I have bad news and good news for you. The bad news is that you’ve blown it. God’s standard of purity, sexual and otherwise, is so high that you cannot possibly keep it. Jesus made this point: “You have heard that it was said, ‘You shall not commit adultery.’ But I tell you that anyone who looks at a woman lustfully has already committed adultery with her in his heart” (Matt. 5:27–28). With this statement, Jesus moved the achievable standard of sexually pure behavior to the impossible standard of absolute purity in our sexual thoughts.

My husband and I did not have sex together before we got married. Yes, I was technically a virgin. But as my understanding of God’s design for sexuality has expanded, so has my awareness of how terribly I’ve missed that mark, both before and within marriage.

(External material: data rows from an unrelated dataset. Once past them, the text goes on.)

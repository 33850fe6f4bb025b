use crate::models::{AppData, Notificacion};
use crate::plazos;
use crate::state::AppState;
use crate::status::{self, Estado, compute_status};
use chrono::{Local, NaiveDate};
use std::time::Duration;
use tracing::warn;

/// Umbral de días restantes a partir del cual una devolución activa se
/// considera por vencer.
const DIAS_ALERTA: i64 = 5;

const INTERVALO_ESCANEO: Duration = Duration::from_secs(300);

/// Arma el listado de `/api/notificaciones` a partir del estado actual.
/// Se recalcula en cada lectura; nada se almacena.
pub fn build_notificaciones(data: &AppData, hoy: NaiveDate) -> Vec<Notificacion> {
    let mut notificaciones = Vec::new();

    for devolucion in data.devoluciones.values() {
        let resumen = match compute_status(devolucion, hoy) {
            Ok(resumen) => resumen,
            Err(err) => {
                warn!("devolución {} con fechas inconsistentes: {err}", devolucion.id);
                continue;
            }
        };

        match resumen.estado {
            Estado::Vencido => notificaciones.push(Notificacion {
                titulo: format!("Devolución #{} vencida", devolucion.id),
                mensaje: format!(
                    "El plazo venció el {} ({} días de retraso)",
                    devolucion.fecha_limite, -resumen.dias_restantes
                ),
                fecha: hoy.to_string(),
                urgente: true,
            }),
            Estado::Activo if resumen.dias_restantes <= DIAS_ALERTA => {
                notificaciones.push(Notificacion {
                    titulo: format!("Devolución #{} por vencer", devolucion.id),
                    mensaje: format!(
                        "Quedan {} días del plazo (límite {})",
                        resumen.dias_restantes, devolucion.fecha_limite
                    ),
                    fecha: hoy.to_string(),
                    urgente: true,
                });
            }
            Estado::PausadoReq1 | Estado::PausadoReq2 => {
                if let Some((tipo, notif)) = status::pausa_abierta(devolucion) {
                    let Ok(notificacion) = status::parse_fecha(notif) else {
                        continue;
                    };
                    let dias = plazos::dias_para_solventar(tipo, notificacion, hoy, &data.festivos);
                    notificaciones.push(Notificacion {
                        titulo: format!(
                            "Requerimiento {tipo} pendiente en devolución #{}",
                            devolucion.id
                        ),
                        mensaje: format!(
                            "Notificado el {notif}; quedan {dias} días hábiles para solventarlo"
                        ),
                        fecha: hoy.to_string(),
                        urgente: dias <= DIAS_ALERTA,
                    });
                }
            }
            Estado::Activo => {}
        }
    }

    notificaciones
}

/// Escaneo periódico de alertas. Corre todo el proceso; los casos urgentes
/// quedan en la bitácora.
pub async fn scan_loop(state: AppState) {
    let mut intervalo = tokio::time::interval(INTERVALO_ESCANEO);
    loop {
        intervalo.tick().await;
        let hoy = Local::now().date_naive();
        let data = state.data.lock().await;
        for notificacion in build_notificaciones(&data, hoy) {
            if notificacion.urgente {
                warn!("{}: {}", notificacion.titulo, notificacion.mensaje);
            }
        }
    }
}

#[cfg(test)]
mod tests {
    use super::*;
    use crate::models::Devolucion;

    fn fecha(valor: &str) -> NaiveDate {
        status::parse_fecha(valor).expect("fecha de prueba")
    }

    fn con_devolucion(devolucion: Devolucion) -> AppData {
        let mut data = AppData::default();
        data.devoluciones.insert(devolucion.id, devolucion);
        data
    }

    fn base() -> Devolucion {
        Devolucion {
            id: 7,
            empresa_id: 1,
            monto: 900.0,
            fecha_solicitud: "2024-01-01".to_string(),
            fecha_periodo: "2023-12".to_string(),
            fecha_limite: "2024-02-10".to_string(),
            req1_notificacion: None,
            req1_respuesta: None,
            req2_notificacion: None,
            req2_respuesta: None,
        }
    }

    #[test]
    fn vencida_genera_alerta_urgente() {
        let data = con_devolucion(base());
        let notificaciones = build_notificaciones(&data, fecha("2024-02-15"));
        assert_eq!(notificaciones.len(), 1);
        assert!(notificaciones[0].urgente);
        assert!(notificaciones[0].titulo.contains("#7 vencida"));
    }

    #[test]
    fn por_vencer_dentro_del_umbral() {
        let data = con_devolucion(base());
        let notificaciones = build_notificaciones(&data, fecha("2024-02-06"));
        assert_eq!(notificaciones.len(), 1);
        assert!(notificaciones[0].urgente);
        assert!(notificaciones[0].titulo.contains("por vencer"));

        // Lejos del límite no hay nada que avisar.
        assert!(build_notificaciones(&data, fecha("2024-01-05")).is_empty());
    }

    #[test]
    fn requerimiento_abierto_reporta_dias_para_solventar() {
        let mut devolucion = base();
        devolucion.req1_notificacion = Some("2024-01-08".to_string());
        let data = con_devolucion(devolucion);

        let notificaciones = build_notificaciones(&data, fecha("2024-01-09"));
        assert_eq!(notificaciones.len(), 1);
        assert!(notificaciones[0].titulo.contains("Requerimiento 1"));
        assert!(!notificaciones[0].urgente);
        assert!(notificaciones[0].mensaje.contains("quedan 18 días hábiles"));
    }
}
use crate::status::StatusError;
use axum::{Json, http::StatusCode};
use serde_json::json;

#[derive(Debug)]
pub struct AppError {
    pub status: StatusCode,
    pub message: String,
}

impl AppError {
    pub fn bad_request(message: impl Into<String>) -> Self {
        Self {
            status: StatusCode::BAD_REQUEST,
            message: message.into(),
        }
    }

    pub fn not_found(message: impl Into<String>) -> Self {
        Self {
            status: StatusCode::NOT_FOUND,
            message: message.into(),
        }
    }

    pub fn internal(err: impl std::error::Error) -> Self {
        Self {
            status: StatusCode::INTERNAL_SERVER_ERROR,
            message: err.to_string(),
        }
    }
}

impl From<std::io::Error> for AppError {
    fn from(err: std::io::Error) -> Self {
        Self::internal(err)
    }
}

impl From<StatusError> for AppError {
    fn from(err: StatusError) -> Self {
        Self::bad_request(err.to_string())
    }
}

impl axum::response::IntoResponse for AppError {
    fn into_response(self) -> axum::response::Response {
        let body = Json(json!({ "message": self.message }));
        (self.status, body).into_response()
    }
}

The Bible clearly reminds us that none of us can ever become “pure” because of our choices to avoid sin. “There is no one righteous, not even one. . . . All have turned away, they have together become useless” (Rom. 3:10–12). The “purest” people in Jesus’ day were the religious leaders. You’ve probably heard them called “Pharisees.” They would have been the ones harshly judging people who admitted to masturbating or sleeping around. The Pharisees followed the rules of the Bible with meticulous care. They were also the people to whom Jesus had the most critical things to say. They looked good on the outside, but they didn’t realize the rottenness of their own hearts. It’s ultimately not an affair, premarital sex, or pornography that makes us impure. Those actions are the symptoms of a disordered heart that has rejected God.

“Being a Christian truly means that we become new people in the eyes of God.”

That’s the bad news. Give up on purity because it’s impossible.

But there is actually some great news. I am totally and completely pure (sexually and otherwise), and you can be too! My purity hasn’t been accomplished by following the rules, but through the fact that I have trusted in the Lord Jesus Christ as my sole source of purity. It is only by faith in Jesus that any of us can be pure, and when we trust in Him, we take on His purity in exchange for all of our sin.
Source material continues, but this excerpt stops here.